You might argue that they were wrong (it didn’t happen) or that they were right, but that they got their timing very wrong (futurists often use the line “give it time” in relation to suspect forecasts). One might also speculate about who gets listened to and what gets believed and why, but this isn’t the time or place.

Personally, I think the Toffler’s anticipated something of significance and if my book has a dramatic chase scene this would be it – our desire for change and renewal crashing up against our need for permanence and stability. Will we be forced to adapt to new technologies and global norms or will we insist that our new technologies adapt to us, deleting, controlling or escaping from them as necessary?

How, for instance, should technology serve humanity and what, ultimately, is its purpose?

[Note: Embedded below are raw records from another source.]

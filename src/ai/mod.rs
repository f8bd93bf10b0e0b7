//! AI fallback extraction
//!
//! Last-resort field extraction for utterances the deterministic pipeline
//! could not resolve. The remote call is debounced (rapid partial speech
//! results replace each other instead of stacking requests), hard-limited
//! by a timeout, and every outcome is logged. Failure is never an error to
//! the user: the utterance simply resolves to nothing.

mod gemini;

pub use gemini::GeminiExtractor;

use anyhow::Result;
use serde::Deserialize;
use std::sync::atomic::{AtomicU64, Ordering};
use std::sync::Arc;
use std::time::Duration;
use tracing::{debug, info, warn};

/// Fields the remote extractor managed to pull out of the text.
#[derive(Debug, Clone, Default, Deserialize)]
pub struct AiExtraction {
    pub item_id: Option<u32>,
    pub price: Option<u32>,
    pub size: Option<String>,
}

/// Remote field extraction seam. Implementations must be cancel-safe:
/// dropping the future aborts the request.
#[async_trait::async_trait]
pub trait AiExtractor: Send + Sync {
    async fn extract(&self, text: &str) -> Result<Option<AiExtraction>>;

    /// Provider name for logging
    fn name(&self) -> &str;
}

/// Debounce + timeout wrapper around an [`AiExtractor`].
///
/// Each call bumps a generation counter and then sleeps for the debounce
/// window; if a newer call arrived in the meantime the stale one gives up
/// before ever touching the network.
pub struct AiFallback {
    extractor: Arc<dyn AiExtractor>,
    debounce: Duration,
    timeout: Duration,
    min_text_len: usize,
    generation: AtomicU64,
}

impl AiFallback {
    pub fn new(
        extractor: Arc<dyn AiExtractor>,
        debounce: Duration,
        timeout: Duration,
        min_text_len: usize,
    ) -> Self {
        Self {
            extractor,
            debounce,
            timeout,
            min_text_len,
            generation: AtomicU64::new(0),
        }
    }

    /// Whether this text is worth a remote call at all.
    pub fn wants(&self, text: &str) -> bool {
        text.chars().count() >= self.min_text_len
    }

    pub async fn extract_debounced(&self, text: &str) -> Option<AiExtraction> {
        let my_generation = self.generation.fetch_add(1, Ordering::SeqCst) + 1;

        tokio::time::sleep(self.debounce).await;

        // A newer utterance superseded this one while we were waiting
        if self.generation.load(Ordering::SeqCst) != my_generation {
            debug!("AI fallback call superseded before dispatch, dropping");
            return None;
        }

        match tokio::time::timeout(self.timeout, self.extractor.extract(text)).await {
            Ok(Ok(Some(extraction))) => {
                info!(
                    provider = self.extractor.name(),
                    id = ?extraction.item_id,
                    price = ?extraction.price,
                    "AI fallback resolved fields"
                );
                Some(extraction)
            }
            Ok(Ok(None)) => {
                info!(provider = self.extractor.name(), "AI fallback found nothing");
                None
            }
            Ok(Err(e)) => {
                warn!(provider = self.extractor.name(), "AI fallback error: {e:#}");
                None
            }
            Err(_) => {
                warn!(provider = self.extractor.name(), "AI fallback timed out");
                None
            }
        }
    }
}
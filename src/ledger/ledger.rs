use anyhow::Result;
use std::collections::HashMap;
use std::sync::{Arc, Mutex};
use tokio::sync::{Mutex as AsyncMutex, OwnedMutexGuard};
use tracing::info;

use super::store::{CancelOutcome, ClaimOutcome, ItemUpdate, StockStore};

/// Per-item-id exclusion held for the duration of one claim attempt.
///
/// The store transaction serializes the write itself; this lock stretches
/// the exclusion over the whole claim, so a rival buyer racing a slow
/// storage round-trip waits its turn and still reaches the queue instead
/// of being lost. Retried deliveries of the same utterance are harmless
/// either way: the store reports them as `already_owned`/`already_queued`.
#[derive(Default)]
pub struct ProcessingLocks {
    // Never pruned; ids are bounded by the id policy and entries are tiny
    table: Mutex<HashMap<u32, Arc<AsyncMutex<()>>>>,
}

impl ProcessingLocks {
    pub fn new() -> Self {
        Self::default()
    }

    /// Waits until no other claim attempt holds this id. The guard frees
    /// the id on every exit path, including errors.
    pub async fn acquire(&self, id: u32) -> OwnedMutexGuard<()> {
        let slot = {
            let mut table = self.table.lock().expect("processing lock table poisoned");
            Arc::clone(table.entry(id).or_default())
        };
        slot.lock_owned().await
    }
}

/// Applies pipeline actions against shared inventory state.
///
/// All mutation goes through the store's transactional primitive; the
/// ledger adds the processing lock, stock-size bookkeeping, and logging.
pub struct ReservationLedger {
    store: Arc<dyn StockStore>,
    locks: ProcessingLocks,
}

impl ReservationLedger {
    pub fn new(store: Arc<dyn StockStore>) -> Self {
        Self {
            store,
            locks: ProcessingLocks::new(),
        }
    }

    pub fn store(&self) -> &Arc<dyn StockStore> {
        &self.store
    }

    /// Grow the session stock size when an utterance references an id above
    /// the current bound. Never shrinks.
    pub async fn ensure_capacity(&self, id: u32) -> Result<()> {
        let snapshot = self.store.snapshot().await;
        if id > snapshot.stock_size {
            info!(id, from = snapshot.stock_size, "expanding stock size");
            self.store.expand_stock_size(id).await?;
        }
        Ok(())
    }

    pub async fn claim(
        &self,
        id: u32,
        owner_name: &str,
        owner_uid: &str,
        price: Option<u32>,
        source: &str,
    ) -> Result<ClaimOutcome> {
        let _guard = self.locks.acquire(id).await;

        let outcome = self
            .store
            .claim(id, owner_name, owner_uid, price, source)
            .await?;

        info!(id, owner = owner_name, ?outcome, "claim applied");
        Ok(outcome)
    }

    pub async fn cancel(&self, id: u32) -> Result<Option<CancelOutcome>> {
        let outcome = self.store.cancel(id).await?;
        match &outcome {
            Some(result) => info!(
                id,
                previous = %result.previous_owner,
                next = ?result.next_owner,
                "cancel applied"
            ),
            None => info!(id, "cancel ignored, item does not exist"),
        }
        Ok(outcome)
    }

    pub async fn update_fields(&self, id: u32, update: ItemUpdate) -> Result<()> {
        info!(id, price = ?update.price, size = ?update.size, "updating item fields");
        self.store.update_fields(id, update).await
    }
}
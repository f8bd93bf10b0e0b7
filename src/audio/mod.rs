//! Sequential audio output
//!
//! Ordered, non-overlapping SFX + speech feedback for a hands-busy
//! operator. The serializer owns the queue; speech engines and the SFX
//! player are injected seams so the actual sinks stay external.

mod serializer;
mod speech;

pub use serializer::AudioSerializer;
pub use speech::{LocalSpeechEngine, RemoteSpeechEngine, SfxPlayer, SpeechEngine, TimedSfxPlayer};

use serde::Serialize;

/// Which cue to play ahead of an announcement.
#[derive(Debug, Clone, Copy, PartialEq, Eq, Serialize)]
#[serde(rename_all = "lowercase")]
pub enum SfxKind {
    Success,
    Error,
    Cancel,
}

/// One unit of audible feedback. Consumed strictly FIFO.
#[derive(Debug, Clone, Default)]
pub struct AudioTask {
    pub sfx: Option<SfxKind>,
    pub announce: Option<String>,
}

impl AudioTask {
    pub fn sfx(kind: SfxKind) -> Self {
        Self {
            sfx: Some(kind),
            announce: None,
        }
    }

    pub fn announce(text: impl Into<String>) -> Self {
        Self {
            sfx: None,
            announce: Some(text.into()),
        }
    }

    pub fn with_announce(kind: SfxKind, text: impl Into<String>) -> Self {
        Self {
            sfx: Some(kind),
            announce: Some(text.into()),
        }
    }
}
use std::collections::HashMap;
use tokio::sync::RwLock;
use tracing::info;

/// Operator-assigned nicknames for known buyers, keyed by stable uid.
///
/// An injected service with an explicit lifecycle: construct per session,
/// feed it snapshots from the backing store, tear down with the session.
#[derive(Default)]
pub struct NicknameCache {
    nicknames: RwLock<HashMap<String, String>>,
}

impl NicknameCache {
    pub fn new() -> Self {
        Self::default()
    }

    /// Replace the whole cache with a fresh snapshot from storage.
    pub async fn apply_snapshot(&self, snapshot: HashMap<String, String>) {
        info!(count = snapshot.len(), "nickname cache updated");
        let mut nicknames = self.nicknames.write().await;
        *nicknames = snapshot;
    }

    pub async fn set(&self, uid: impl Into<String>, nick: impl Into<String>) {
        let mut nicknames = self.nicknames.write().await;
        nicknames.insert(uid.into(), nick.into());
    }

    /// The display name for a speaker: their nickname if one is saved,
    /// otherwise the real name they arrived with.
    pub async fn resolve(&self, uid: &str, real_name: &str) -> String {
        let nicknames = self.nicknames.read().await;
        nicknames
            .get(uid)
            .cloned()
            .unwrap_or_else(|| real_name.to_string())
    }
}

Should all forms of automation and artificial intelligence be made to exist within an agreed moral framework and where, if anywhere, should the line be drawn in relation to what humans and machines are permitted to do?

Should humans and machines be allowed to merge creating augmented, partially synthetic or cyber-human-hybrids and, if so, where would this leave any remaining natural, pure or organic humans?

Whatever happens we should never lose faith, because the future is always wide open. The future is shaped by the choices that we make and these choices can always be challenged and changed, even at the last minute.

In one sense the problem we currently face is not technology, but humans, but more about us later. One thing we should certainly do is worry far less about what might happen over the coming decades and focus far more upon what it is that we, as individuals and institutions, want to happen. And it is not necessarily logic, but rather our deepest hopes and our darkest fears that will help shape this.

The aim of this book is not prediction, but illustration. It is a critique of how we live now and a discussion about how we might live next. It is about who we are and where we could be going and about the need for human beings to remain central to any new digital interests or perspectives. Hopefully, the shadow cast by the future will henceforth be our own and will provide a small degree of comfort rather than bewilderment.